What you should do> Scan the records for "into" and copy each line that contains it.

[Data shown — start]

//! End-to-end emitter behavior against the in-memory solver

use fluid_emitter::{
    ActorId, EdgeShape, EmissionMethod, Emitter, EmitterConfig, EmitterError, EmitterMaterial,
    FluidMaterial, GranularMaterial, ParticleEvent, ParticleSolver, Solver, SolverMode,
    SolverParameters, encode_phase,
};
use glam::{Mat4, Vec3};
use pretty_assertions::assert_eq;
use test_case::test_case;

fn unit_step_solver(capacity: usize) -> Solver {
    Solver::new(
        capacity,
        SolverParameters {
            fixed_step: 1.0,
            gravity: Vec3::ZERO,
            ..Default::default()
        },
    )
}

fn attach(config: EmitterConfig, solver: &mut Solver) -> Emitter {
    let _ = env_logger::builder().is_test(true).try_init();
    let mut emitter = Emitter::new(ActorId(7), config).with_seed(11);
    emitter.attach(solver).unwrap();
    emitter
}

#[test]
fn single_slot_stream_recycles_after_lifespan() {
    let mut solver = unit_step_solver(4);
    // no material: particle size 0.1, so one burst per unit step
    let config = EmitterConfig {
        capacity: 1,
        emission_method: EmissionMethod::Stream,
        speed: 0.1,
        lifespan: 2.0,
        ..Default::default()
    };
    let mut emitter = attach(config, &mut solver);
    assert_eq!(emitter.emission_points(), 1);

    let step1 = emitter.step(&mut solver, 1.0).unwrap();
    assert_eq!((step1.emitted, step1.killed, step1.refused), (1, 0, 0));
    assert_eq!(emitter.active_count(), 1);

    let step2 = emitter.step(&mut solver, 1.0).unwrap();
    assert_eq!((step2.emitted, step2.killed, step2.refused), (0, 0, 1));
    assert_eq!(emitter.pool().remaining_life(0), Some(1.0));
    assert_eq!(
        emitter.emit_particle(&mut solver, 0.0),
        Err(EmitterError::Full { capacity: 1 })
    );

    let step3 = emitter.step(&mut solver, 1.0).unwrap();
    assert_eq!((step3.emitted, step3.killed, step3.refused), (1, 1, 0));
    assert_eq!(emitter.active_count(), 1);
    assert_eq!(emitter.pool().remaining_life(0), Some(2.0));

    let events = emitter.drain_events();
    let kinds: Vec<&str> = events
        .iter()
        .map(|e| match e {
            ParticleEvent::Emitted { .. } => "emitted",
            ParticleEvent::Killed { .. } => "killed",
        })
        .collect();
    assert_eq!(kinds, vec!["emitted", "killed", "emitted"]);
    assert_ne!(events[0].id(), events[2].id());
}

#[test]
fn burst_waits_for_an_empty_pool() {
    let mut solver = unit_step_solver(16);
    let config = EmitterConfig {
        capacity: 10,
        emission_method: EmissionMethod::Burst,
        lifespan: 1.5,
        ..Default::default()
    };
    let mut emitter = attach(config, &mut solver);
    emitter.add_shape(Box::new(EdgeShape::new(0.35, Mat4::IDENTITY)));
    assert_eq!(emitter.emission_points(), 3);

    assert_eq!(emitter.step(&mut solver, 1.0).unwrap().emitted, 3);
    assert_eq!(emitter.active_count(), 3);

    // still alive, nothing new
    assert_eq!(emitter.step(&mut solver, 0.25).unwrap().emitted, 0);
    assert_eq!(emitter.active_count(), 3);

    // everything expires, pool empties and refills in the same step
    let report = emitter.step(&mut solver, 1.5).unwrap();
    assert_eq!(report.killed, 3);
    assert_eq!(report.emitted, 3);
}

#[test]
fn active_status_pushed_only_on_change() {
    let mut solver = unit_step_solver(16);
    let config = EmitterConfig {
        capacity: 4,
        emission_method: EmissionMethod::Burst,
        lifespan: 100.0,
        ..Default::default()
    };
    let mut emitter = attach(config, &mut solver);
    let after_attach = solver.active_pushes();

    emitter.step(&mut solver, 0.1).unwrap();
    assert_eq!(solver.active_pushes(), after_attach + 1);
    assert_eq!(solver.active_particle_count(), 1);

    emitter.step(&mut solver, 0.1).unwrap();
    emitter.step(&mut solver, 0.1).unwrap();
    assert_eq!(solver.active_pushes(), after_attach + 1);
}

#[test]
fn spawn_points_follow_shape_order() {
    let mut solver = unit_step_solver(16);
    let config = EmitterConfig {
        capacity: 8,
        speed: 1.0,
        ..Default::default()
    };
    let mut emitter = attach(config, &mut solver);
    emitter.add_shape(Box::new(EdgeShape::new(0.15, Mat4::from_translation(Vec3::X))));
    emitter.add_shape(Box::new(EdgeShape::new(0.15, Mat4::from_translation(Vec3::Y))));

    let mut origins = Vec::new();
    for _ in 0..4 {
        let index = emitter.emit_particle(&mut solver, 0.0).unwrap();
        let global = emitter.global_index(index).unwrap();
        origins.push(solver.particles().positions[global]);
    }
    assert_eq!(origins, vec![Vec3::X, Vec3::Y, Vec3::X, Vec3::Y]);
}

#[test_case(SolverMode::Mode3D ; "volumetric")]
#[test_case(SolverMode::Mode2D ; "planar")]
fn phase_tracks_every_change(mode: SolverMode) {
    let mut solver = Solver::new(
        32,
        SolverParameters {
            mode,
            ..Default::default()
        },
    );
    let mut emitter = attach(EmitterConfig::default().with_capacity(6), &mut solver);
    for _ in 0..4 {
        emitter.emit_particle(&mut solver, 0.0).unwrap();
    }

    let assert_phases = |emitter: &Emitter, solver: &Solver, expected: i32| {
        for index in 0..emitter.active_count() {
            let global = emitter.global_index(index).unwrap();
            assert_eq!(solver.particles().phases[global], expected);
        }
    };

    assert_phases(&emitter, &solver, encode_phase(1, true, false));

    emitter.set_fluid_phase(&mut solver, 42);
    assert_phases(&emitter, &solver, encode_phase(42, true, false));

    emitter.set_self_collisions(&mut solver, false);
    assert_phases(&emitter, &solver, encode_phase(42, false, false));

    emitter
        .set_material(&mut solver, Some(FluidMaterial::default().into()))
        .unwrap();
    assert_phases(&emitter, &solver, encode_phase(42, false, true));

    emitter
        .set_material(&mut solver, Some(GranularMaterial::default().into()))
        .unwrap();
    assert_phases(&emitter, &solver, encode_phase(42, false, false));
}

#[test]
fn solver_mode_change_resizes_particles() {
    let mut solver = unit_step_solver(16);
    let material = EmitterMaterial::Fluid(FluidMaterial {
        resolution: 4.0,
        ..Default::default()
    });
    let mut emitter = Emitter::new(ActorId(1), EmitterConfig::default().with_capacity(2))
        .with_material(material)
        .with_seed(5);
    emitter.attach(&mut solver).unwrap();
    let index = emitter.emit_particle(&mut solver, 0.0).unwrap();
    let global = emitter.global_index(index).unwrap();
    solver.particles_mut().viscosities[global] = 123.0;

    let mut params = solver.parameters().clone();
    params.mode = SolverMode::Mode2D;
    solver.set_parameters(params);
    emitter.on_solver_parameters_changed(&mut solver);

    // sqrt(4) = 2 particles per unit length in 2D
    let radius = solver.particles().radii[global];
    assert!((radius - 0.025).abs() < 1e-6);
    // only resolution-dependent values are re-stamped
    assert_eq!(solver.particles().viscosities[global], 123.0);
}

#[test]
fn detached_sync_is_a_no_op() {
    let mut solver = unit_step_solver(4);
    let mut emitter = Emitter::new(ActorId(1), EmitterConfig::default().with_capacity(2));

    emitter.set_fluid_phase(&mut solver, 9);
    emitter.update_particle_material(&mut solver, 0);
    emitter.push_active_status(&mut solver);
    assert_eq!(solver.active_pushes(), 0);
    assert!(solver.particles().phases.iter().all(|&p| p == 0));

    emitter.attach(&mut solver).unwrap();
    let global = emitter.global_index(0).unwrap();
    assert_eq!(solver.particles().phases[global], encode_phase(9, true, false));
}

[Data shown — finish]

Result of the task>
        .set_material(&mut solver, Some(FluidMaterial::default().into()))
        .set_material(&mut solver, Some(GranularMaterial::default().into()))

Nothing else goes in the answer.